Cómo ha pasado el tiempo. Chernóbil es, otra vez, noticia: Serie de televisión, películas y reportajes; hasta hay tours turísticos al lugar donde hubo una tragedia.

En 1,987 la Unión de Repúblicas Socialistas Soviéticas (URSS) comenzaba a descorrer, con la Perestroika, la Cortina de Hierro, aquella que le había mantenido aislada del mundo por décadas.

Un pequeño grupo de periodistas mexicanos, de entre los que me contaba, fuimos invitados para conocer las maravillas que estaban ocurriendo en ese ignoto territorio que, por su enorme extensión, ocupaba siete husos horarios. La “democracia” estaba llegando.

El viaje incluía una estancia en la ciudad de Kiev, para demostrar al mundo que cualquier mortal podía visitarla sin contaminarse con la radioactividad emitida, un año antes, el 26 de abril de 1986, durante la explosión de la central nucleoeléctrica de Chernóbil.
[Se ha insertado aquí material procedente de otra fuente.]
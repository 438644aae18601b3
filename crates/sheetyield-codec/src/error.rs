use thiserror::Error;

/// A record or envelope failed to serialize via the binary wire format.
#[derive(Debug, Error)]
pub enum EncodeError {
    #[error("failed to encode value: {0}")]
    Bincode(#[from] bincode::Error),
}

/// The decoded envelope failed its magic check, or the byte stream was
/// too short/malformed to decode at all.
#[derive(Debug, Error)]
pub enum DecodeError {
    #[error("envelope magic mismatch: expected {expected:#010x}, found {found:#010x}")]
    MagicMismatch { expected: u32, found: u32 },
    #[error("envelope is truncated or malformed: {0}")]
    Malformed(#[from] bincode::Error),
}

/// An output artifact could not be written, or an input envelope could not be read.
#[derive(Debug, Error)]
pub enum IOError {
    #[error("failed to write `{path}`: {source}")]
    Write {
        path: String,
        #[source]
        source: std::io::Error,
    },
    #[error("failed to read `{path}`: {source}")]
    Read {
        path: String,
        #[source]
        source: std::io::Error,
    },
}

/// Everything that can go wrong rebuilding a [`crate::runtime::Runtime`] from
/// an envelope's bytes: a bad magic/truncated stream, or a `key` option that
/// no longer resolves against the message descriptor it is loaded with.
#[derive(Debug, Error)]
pub enum RuntimeError {
    #[error(transparent)]
    Decode(#[from] DecodeError),
    #[error(transparent)]
    Schema(#[from] sheetyield_store::SchemaError),
}
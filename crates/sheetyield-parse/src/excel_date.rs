//! Excel 1900 date-serial <-> `NaiveDateTime` conversion.
//!
//! Serial 1 = 1900-01-01. Serial 60 is the phantom 1900-02-29 that Excel
//! thinks exists; dates on or after 1900-03-01 get +1 to compensate.

use chrono::{Duration as ChronoDur, NaiveDate, NaiveDateTime, NaiveTime, Timelike};

const EXCEL_EPOCH: NaiveDate = NaiveDate::from_ymd_opt(1899, 12, 31).unwrap();

pub fn datetime_to_serial(dt: &NaiveDateTime) -> f64 {
    let days = (dt.date() - EXCEL_EPOCH).num_days();
    let serial_days = if dt.date() >= NaiveDate::from_ymd_opt(1900, 3, 1).unwrap() {
        days + 1
    } else {
        days
    };
    let secs_in_day = dt.time().num_seconds_from_midnight() as f64;
    serial_days as f64 + secs_in_day / 86_400.0
}

/// `None` when `serial` is non-finite or falls outside the range a
/// `NaiveDate` can represent (roughly ±262,000 years) — the caller turns
/// this into a `CellError::DateUnpack`.
pub fn serial_to_datetime(serial: f64) -> Option<NaiveDateTime> {
    if !serial.is_finite() {
        return None;
    }
    let days = serial.trunc() as i64;
    let frac_secs = (serial.fract() * 86_400.0).round() as i64;

    let date = if days == 60 {
        NaiveDate::from_ymd_opt(1900, 2, 28).unwrap()
    } else {
        let offset = if days < 60 { days } else { days - 1 };
        EXCEL_EPOCH.checked_add_signed(ChronoDur::try_days(offset)?)?
    };

    let time = NaiveTime::from_num_seconds_from_midnight_opt(frac_secs.rem_euclid(86_400) as u32, 0)?;
    Some(date.and_time(time))
}

/// Convert an Excel serial date directly to Unix epoch seconds, the shape
/// the row parser writes into numeric fields.
pub fn serial_to_unix_seconds(serial: f64) -> Option<i64> {
    Some(serial_to_datetime(serial)?.and_utc().timestamp())
}
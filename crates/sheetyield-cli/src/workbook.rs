//! Multi-workbook / multi-sheet fan-in: turns a scheme's semicolon-separated
//! `excel`/`sheet` option lists into a flat list of `(workbook, sheet)` pairs
//! to parse and concatenate into one record list.

use sheetyield_descriptor::MessageOptions;

use crate::error::SchemeError;

pub fn workbook_sheet_pairs(
    message_name: &str,
    options: &MessageOptions,
) -> Result<Vec<(String, String)>, SchemeError> {
    let excel = options.excel_paths();
    let sheet = options.sheet_names();
    if excel.is_empty() || sheet.is_empty() {
        return Err(SchemeError::MissingWorkbookOptions {
            message: message_name.to_string(),
        });
    }

    let pairs = match (excel.len(), sheet.len()) {
        (e, s) if e == s => excel.into_iter().zip(sheet).collect(),
        (1, s) => {
            let workbook = excel.into_iter().next().expect("len == 1");
            sheet.into_iter().map(|sheet| (workbook.clone(), sheet)).collect()
        }
        (e, 1) => {
            let sheet = sheet.into_iter().next().expect("len == 1");
            excel.into_iter().map(|workbook| (workbook, sheet.clone())).collect()
        }
        (excel_len, sheet_len) => {
            return Err(SchemeError::MismatchedWorkbookSheetLists {
                message: message_name.to_string(),
                excel_len,
                sheet_len,
            })
        }
    };
    Ok(pairs)
}

#[cfg(test)]
mod tests {
    use super::*;

    fn options(excel: &str, sheet: &str) -> MessageOptions {
        MessageOptions {
            excel: Some(excel.to_string()),
            sheet: Some(sheet.to_string()),
            ..Default::default()
        }
    }

    #[test]
    fn equal_length_lists_pair_up_positionally() {
        let pairs = workbook_sheet_pairs("Role", &options("a.xlsx;b.xlsx", "Sheet1;Sheet2")).unwrap();
        assert_eq!(
            pairs,
            vec![
                ("a.xlsx".to_string(), "Sheet1".to_string()),
                ("b.xlsx".to_string(), "Sheet2".to_string()),
            ]
        );
    }

    #[test]
    fn a_single_workbook_broadcasts_over_many_sheets() {
        let pairs = workbook_sheet_pairs("Role", &options("a.xlsx", "Sheet1;Sheet2")).unwrap();
        assert_eq!(
            pairs,
            vec![
                ("a.xlsx".to_string(), "Sheet1".to_string()),
                ("a.xlsx".to_string(), "Sheet2".to_string()),
            ]
        );
    }

    #[test]
    fn a_single_sheet_broadcasts_over_many_workbooks() {
        let pairs = workbook_sheet_pairs("Role", &options("a.xlsx;b.xlsx", "Sheet1")).unwrap();
        assert_eq!(
            pairs,
            vec![
                ("a.xlsx".to_string(), "Sheet1".to_string()),
                ("b.xlsx".to_string(), "Sheet1".to_string()),
            ]
        );
    }

    #[test]
    fn mismatched_unbroadcastable_lengths_are_rejected() {
        let err = workbook_sheet_pairs("Role", &options("a.xlsx;b.xlsx", "Sheet1;Sheet2;Sheet3"))
            .unwrap_err();
        assert!(matches!(err, SchemeError::MismatchedWorkbookSheetLists { .. }));
    }

    #[test]
    fn missing_options_are_rejected() {
        let err = workbook_sheet_pairs("Role", &MessageOptions::default()).unwrap_err();
        assert!(matches!(err, SchemeError::MissingWorkbookOptions { .. }));
    }
}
Después de la visita a Moscú y a la bellísima ciudad de Súzdal, se inició la que sería a Kiev; sólo que, en esta ocasión, el avión se siguió de filo hasta la capital de la república socialista de Georgia, Tiblisi, donde nos distrajeron con centenarios castillos que algún día impidieron la entrada de turcos y armenios. Al parecer, las autoridades soviéticas no consideraron prudente arriesgar a periodistas extranjeros en la gran bronca en que estaban metidos

El socialismo estaba en contra de las costumbres burguesas de dar asientos a los pasajeros en los aviones Túpolev, de la empresa Aeroflot, por lo que, como en los microbuses mexicanos tuvimos que asaltar materialmente la nave; los asientos estaban tan juntos uno de otro, que se viajaba como un perico, pues más comodidad se consideraba otra costumbre burguesa.

De Tiblisi, viajamos a la ciudad de Leningrado (nombre heroico, a diferencia del aburguesado San Petersburgo) Fueron más de seis horas de vuelo; uno de los periodistas mexicanos, de piernas largas, Arturo González, de El Heraldo, tuvo que realizar el viaje de pie casi en su totalidad. Un sobrecargo ofrecía amablemente agua a los viajeros –lo único que dieron- y para ello llevaba una jarra de plástico bastante deteriorada y un vaso del mismo material. José Luis Aguilar (a) Spasiva, aceptó la invitación y tomó calmadamente el líquido. La azafata, impaciente, tamborileaba los dedos, hasta que tuve que decirle: “Que te apures baboso, no ves que es el único vaso para todo el pasaje”.

Leningrado es, tal vez, una de las ciudades más bellas de las visitadas a lo largo de mi vida. Su nombre, además, está ligado a su heroicidad: más de un millón y medio de muertos durante un sitio de más de 29 meses impuesto por los nazis. Allí, la visita al Hermitage y al palacio de Catalina, en Petrogrado, fueron lugares obligados.

En Moscú, mientras la guía hacia la fila para ver la momia de Lenin, José Luis y yo dimos una vuelta por los alrededores de Kremlin. En uno de los jardines había una máquina expendedora de un refresco parecido al root beer norteamericano. Mientras le explicaba a Spasiva que los rusos habían perfeccionado un método para esterilizar el vaso único, una joven, muy atractiva y con un bello atuendo de Afganistán, Turkmenistán, Uzbekistán o Tayikistán, sacó unos Kopeks, los introdujo a la máquina, y le entregó el vaso; pero después de su experiencia en el avión, cortésmente me lo pasó.

En la ex Unión Soviética comentaron que, si bien la emisión de radioactividad en Chernóbil había sido controlada con un escudo de concreto, las nubes de la explosión original habían contaminado la producción de alimentos en Europa del sur, especialmente los lácteos.

Al regreso a la ciudad de México –octubre de 1987- apareció una noticia en el sentido de que Raúl Salinas de Gortari había comprado a precio de regalo cerca de 17 mil toneladas de leche en polvo contaminada con estroncio 90 y cesio 137; además de quesos y mantequilla que ningún país aceptó. El mismo Raúl vendió a mucho mayor precio ese producto a Liconsa, empresa dependiente de la CONASUPO de la que, casualmente, él era director.

Poco tiempo después, en una película nacional, se hizo la parodia sobre la adquisición y distribución de esta leche contaminada. Como siempre, los mexicanos, nos reímos mucho. El nuestro, sigue siendo un país de cínicos; el paraíso del aquí no pasa nada.

A más de 30 años de haber consumido esa leche, cuántos mexicanos murieron después de haberles aparecido un cáncer, o cualquier otra secuela de esa avaricia. Por eso, cuando alguna chica me pregunta: ¿Y a qué hora vas a la leche? Respondo: Nunca voy a la leche, y menos a la Conasupo.